**Your assignment:**
Your task is to find every line in the records that holds the string "PathBuf" and copy it.

################

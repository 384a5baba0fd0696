// ============================================================================
// gifmaker-core/src/convert.rs
// ============================================================================
//
// CONVERSION ORCHESTRATOR: ffmpeg Lifecycle and Pipeline Wiring
//
// A conversion is prepared first (validate, resolve ffmpeg, probe the input,
// build the arguments) and then run. Running spawns ffmpeg with separate
// stdout and stderr pipes and wires them up:
//
//   stdout -> scanner thread --(bounded channel)--> render thread
//   stderr -> tail thread (keeps the last characters for error reports)
//
// The render thread owns the aggregator, so it is the only writer and the
// only reader of the progress state. The scanner never blocks on the
// channel: when it is full the event is dropped and the next one will carry
// fresher values anyway. The main thread waits for ffmpeg to exit, joins the
// threads and builds the summary from the final state.
//
// AI-ASSISTANT-INFO: Conversion orchestration and progress pipeline wiring

// ---- Internal crate imports ----
use crate::config::{
    ConvertConfig, DEFAULT_RENDER_TICK, EVENT_CHANNEL_CAPACITY, ProgressMode, STDERR_TAIL_CHARS,
};
use crate::error::{
    CoreError, CoreResult, command_failed_error, command_start_error, command_wait_error,
};
use crate::external::ffmpeg_builder::{
    FfmpegCommandBuilder, build_convert_args, format_command_line,
};
use crate::external::{FfmpegLocator, MediaInfo, SystemLocator, preflight, probe_media};
use crate::progress::{
    DisplayStyle, ProgressAggregator, ProgressEvent, ProgressState, StatusScanner, TerminalRenderer,
};
use crate::utils::{optimal_thread_count, tail_chars};

// ---- External crate imports ----
use serde::Serialize;

// ---- Standard library imports ----
use std::fs;
use std::io::{self, BufRead, BufReader, Read, Write};
use std::path::PathBuf;
use std::sync::mpsc::{self, Receiver, RecvTimeoutError, SyncSender, TrySendError};
use std::thread::{self, JoinHandle};
use std::time::{Duration, Instant};

/// Outcome of a successful conversion.
#[derive(Debug, Clone, PartialEq, Serialize)]
pub struct ConversionSummary {
    pub output: PathBuf,
    pub size_bytes: u64,
    pub width: Option<u32>,
    pub height: Option<u32>,
    pub frames: u64,
    /// Requested output frame rate
    pub fps: u32,
    pub quality: u8,
    /// Wall-clock time of the ffmpeg run, seconds
    pub elapsed_secs: f64,
    /// Mean processing speed relative to real time; 0 when never reported
    pub average_rate: f64,
}

/// A validated conversion, ready to run.
#[derive(Debug, Clone)]
pub struct PreparedConversion {
    pub config: ConvertConfig,
    pub ffmpeg: PathBuf,
    pub args: Vec<String>,
    pub media: MediaInfo,
    /// Length of the converted section, when known
    pub expected_duration: Option<f64>,
    /// Output dimensions after scaling, when known
    pub expected_dimensions: Option<(u32, u32)>,
}

/// The default locator for a configuration, honouring its explicit ffmpeg path.
pub fn default_locator(config: &ConvertConfig) -> SystemLocator {
    SystemLocator::default().with_explicit(config.ffmpeg_path.clone())
}

/// Prepares and runs a conversion, displaying progress on stderr.
pub fn convert(
    config: &ConvertConfig,
    locator: &dyn FfmpegLocator,
) -> CoreResult<ConversionSummary> {
    PreparedConversion::prepare(config, locator)?.run()
}

impl PreparedConversion {
    /// Validates the configuration, resolves and checks ffmpeg, then probes the input.
    ///
    /// An ffmpeg that fails `-version` is rejected here. Nothing is spawned
    /// for the conversion itself. A failed probe is logged
    /// and only costs the progress display its total.
    pub fn prepare(config: &ConvertConfig, locator: &dyn FfmpegLocator) -> CoreResult<Self> {
        config.validate()?;
        let installation = preflight(locator)?;
        log::info!("Using {} ({})", installation.path.display(), installation.version);
        let ffmpeg = installation.path;

        let media = probe_media(&ffmpeg, &config.input).unwrap_or_else(|e| {
            log::warn!("Could not probe {}: {}", config.input.display(), e);
            MediaInfo::default()
        });
        let expected_duration =
            media.clip_duration(config.start_seconds()?, config.duration_seconds()?);
        let expected_dimensions = media.scaled_dimensions(config.width);

        let threads = config.threads.unwrap_or_else(optimal_thread_count);
        let args = build_convert_args(config, threads);

        Ok(Self {
            config: config.clone(),
            ffmpeg,
            args,
            media,
            expected_duration,
            expected_dimensions,
        })
    }

    /// The ffmpeg command line, quoted for display.
    pub fn command_line(&self) -> String {
        format_command_line(&self.ffmpeg, &self.args)
    }

    /// Runs the conversion with progress drawn on stderr.
    pub fn run(&self) -> CoreResult<ConversionSummary> {
        self.run_with_display(io::stderr())
    }

    /// Runs the conversion with progress drawn on `display`.
    pub fn run_with_display<W>(&self, display: W) -> CoreResult<ConversionSummary>
    where
        W: Write + Send + 'static,
    {
        let config = &self.config;
        if let Some(parent) = config.output.parent().filter(|p| !p.as_os_str().is_empty()) {
            fs::create_dir_all(parent)?;
        }

        log::info!(
            "Converting {} -> {} at {} fps (quality {})",
            config.input.display(),
            config.output.display(),
            config.fps,
            config.quality
        );
        log::debug!("ffmpeg command: {}", self.command_line());

        let started = Instant::now();
        let mut child = FfmpegCommandBuilder::new(&self.ffmpeg)
            .args(&self.args)
            .build()
            .spawn()
            .map_err(|e| command_start_error("ffmpeg", e))?;

        let stdout = child
            .take_stdout()
            .ok_or_else(|| CoreError::OperationFailed("ffmpeg stdout was not captured".into()))?;
        let stderr = child
            .take_stderr()
            .ok_or_else(|| CoreError::OperationFailed("ffmpeg stderr was not captured".into()))?;

        let stderr_handle = thread::spawn(move || collect_stderr_tail(stderr, STDERR_TAIL_CHARS));

        let style = match config.progress {
            ProgressMode::Interactive => Some(DisplayStyle::Interactive),
            ProgressMode::Plain => Some(DisplayStyle::Plain),
            ProgressMode::Disabled => None,
        };

        let (scan_handle, render_handle) = match style {
            Some(style) => {
                let aggregator = ProgressAggregator::new(started)
                    .with_total(self.expected_duration)
                    .with_dimensions(self.expected_dimensions);
                let renderer = TerminalRenderer::new(display, style);
                let scanner = StatusScanner::with_known_duration(self.expected_duration);
                let (tx, rx) = mpsc::sync_channel(EVENT_CHANNEL_CAPACITY);

                let scan = thread::spawn(move || scan_loop(stdout, scanner, tx));
                let render = thread::spawn(move || {
                    render_loop(rx, aggregator, renderer, DEFAULT_RENDER_TICK)
                });
                (scan, Some(render))
            }
            None => {
                let drain = thread::spawn(move || {
                    let mut stdout = stdout;
                    if let Err(e) = io::copy(&mut stdout, &mut io::sink()) {
                        log::debug!("Draining ffmpeg stdout stopped: {}", e);
                    }
                });
                (drain, None)
            }
        };

        let status = match child.wait() {
            Ok(status) => status,
            Err(e) => {
                log::error!("Failed waiting for ffmpeg: {}", e);
                // Closing the pipes lets the worker threads finish.
                if let Err(kill_err) = child.kill() {
                    log::debug!("Could not kill ffmpeg: {}", kill_err);
                }
                let _ = join_workers(stderr_handle, scan_handle, render_handle);
                return Err(command_wait_error("ffmpeg", e));
            }
        };
        let elapsed = started.elapsed();

        let (stderr_tail, final_state) = join_workers(stderr_handle, scan_handle, render_handle);

        if !status.success() {
            log::error!("ffmpeg exited with {}: {}", status, stderr_tail);
            return Err(command_failed_error("ffmpeg", status, stderr_tail));
        }

        let metadata = fs::metadata(&config.output)
            .map_err(|e| CoreError::OutputMissing(config.output.clone(), e))?;

        let summary = self.summarize(final_state.as_ref(), metadata.len(), elapsed);
        log::info!(
            "Conversion finished: {} ({} bytes, {} frames) in {:.1}s",
            summary.output.display(),
            summary.size_bytes,
            summary.frames,
            summary.elapsed_secs
        );
        Ok(summary)
    }

    fn summarize(
        &self,
        state: Option<&ProgressState>,
        size_bytes: u64,
        elapsed: Duration,
    ) -> ConversionSummary {
        let fps = self.config.fps;
        let expected_frames = self
            .expected_duration
            .map(|d| (d * f64::from(fps)).round() as u64)
            .unwrap_or(0);

        let (frames, dimensions, average_rate) = match state {
            Some(s) => (
                if s.frames > 0 { s.frames } else { expected_frames },
                s.has_dimensions().then_some((s.width, s.height)),
                s.average_rate,
            ),
            None => (expected_frames, self.expected_dimensions, 0.0),
        };

        ConversionSummary {
            output: self.config.output.clone(),
            size_bytes,
            width: dimensions.map(|(w, _)| w),
            height: dimensions.map(|(_, h)| h),
            frames,
            fps,
            quality: self.config.quality,
            elapsed_secs: elapsed.as_secs_f64(),
            average_rate,
        }
    }
}

/// Feeds scanned events into the channel without ever blocking.
fn scan_loop<R: Read>(stdout: R, scanner: StatusScanner, tx: SyncSender<ProgressEvent>) {
    let mut dropped: u64 = 0;
    let mut connected = true;
    // Keep reading after a disconnect so ffmpeg never stalls on a full pipe.
    for event in scanner.events(BufReader::new(stdout)) {
        if !connected {
            continue;
        }
        match tx.try_send(event) {
            Ok(()) => {}
            Err(TrySendError::Full(_)) => dropped += 1,
            Err(TrySendError::Disconnected(_)) => connected = false,
        }
    }
    if dropped > 0 {
        log::debug!("Dropped {} progress events while the display was busy", dropped);
    }
}

/// Joins the stderr, scanner and display threads, returning the stderr tail
/// and the final progress state if a display was running.
fn join_workers(
    stderr: JoinHandle<String>,
    scan: JoinHandle<()>,
    render: Option<JoinHandle<ProgressState>>,
) -> (String, Option<ProgressState>) {
    let stderr_tail = stderr.join().unwrap_or_else(|_| {
        log::warn!("Stderr reader thread panicked");
        String::new()
    });
    if scan.join().is_err() {
        log::warn!("Status scanner thread panicked");
    }
    let final_state = match render.map(JoinHandle::join) {
        Some(Ok(state)) => Some(state),
        Some(Err(_)) => {
            log::warn!("Progress display thread panicked");
            None
        }
        None => None,
    };
    (stderr_tail, final_state)
}

/// Applies events as they arrive and redraws on every tick until the
/// scanner hangs up. Returns the final state.
fn render_loop<W: Write>(
    rx: Receiver<ProgressEvent>,
    mut aggregator: ProgressAggregator,
    mut renderer: TerminalRenderer<W>,
    tick: Duration,
) -> ProgressState {
    let mut next_draw = Instant::now();
    loop {
        let timeout = next_draw.saturating_duration_since(Instant::now());
        match rx.recv_timeout(timeout) {
            Ok(event) => aggregator.apply(event),
            Err(RecvTimeoutError::Timeout) => {}
            Err(RecvTimeoutError::Disconnected) => break,
        }
        let now = Instant::now();
        if now >= next_draw {
            renderer.draw(aggregator.state(), now);
            next_draw = now + tick;
        }
    }
    renderer.finish(aggregator.state(), Instant::now());
    aggregator.into_state()
}

/// Logs every stderr line and returns the last `limit` characters.
fn collect_stderr_tail<R: Read>(stderr: R, limit: usize) -> String {
    let mut reader = BufReader::new(stderr);
    let mut buf = Vec::new();
    let mut tail = String::new();
    loop {
        buf.clear();
        match reader.read_until(b'\n', &mut buf) {
            Ok(0) => break,
            Ok(_) => {
                let text = String::from_utf8_lossy(&buf);
                for line in text.split(['\r', '\n']).filter(|l| !l.trim().is_empty()) {
                    log::debug!(target: "ffmpeg_log", "{}", line.trim_end());
                    tail.push_str(line.trim_end());
                    tail.push('\n');
                }
                if tail.len() > limit * 8 {
                    tail = tail_chars(&tail, limit * 2).to_string();
                }
            }
            Err(e) if e.kind() == io::ErrorKind::Interrupted => {}
            Err(e) => {
                log::debug!("Reading ffmpeg stderr stopped: {}", e);
                break;
            }
        }
    }
    tail_chars(tail.trim_end(), limit).trim_start().to_string()
}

################

**Result below:**
use std::path::PathBuf;
    pub output: PathBuf,
    pub ffmpeg: PathBuf,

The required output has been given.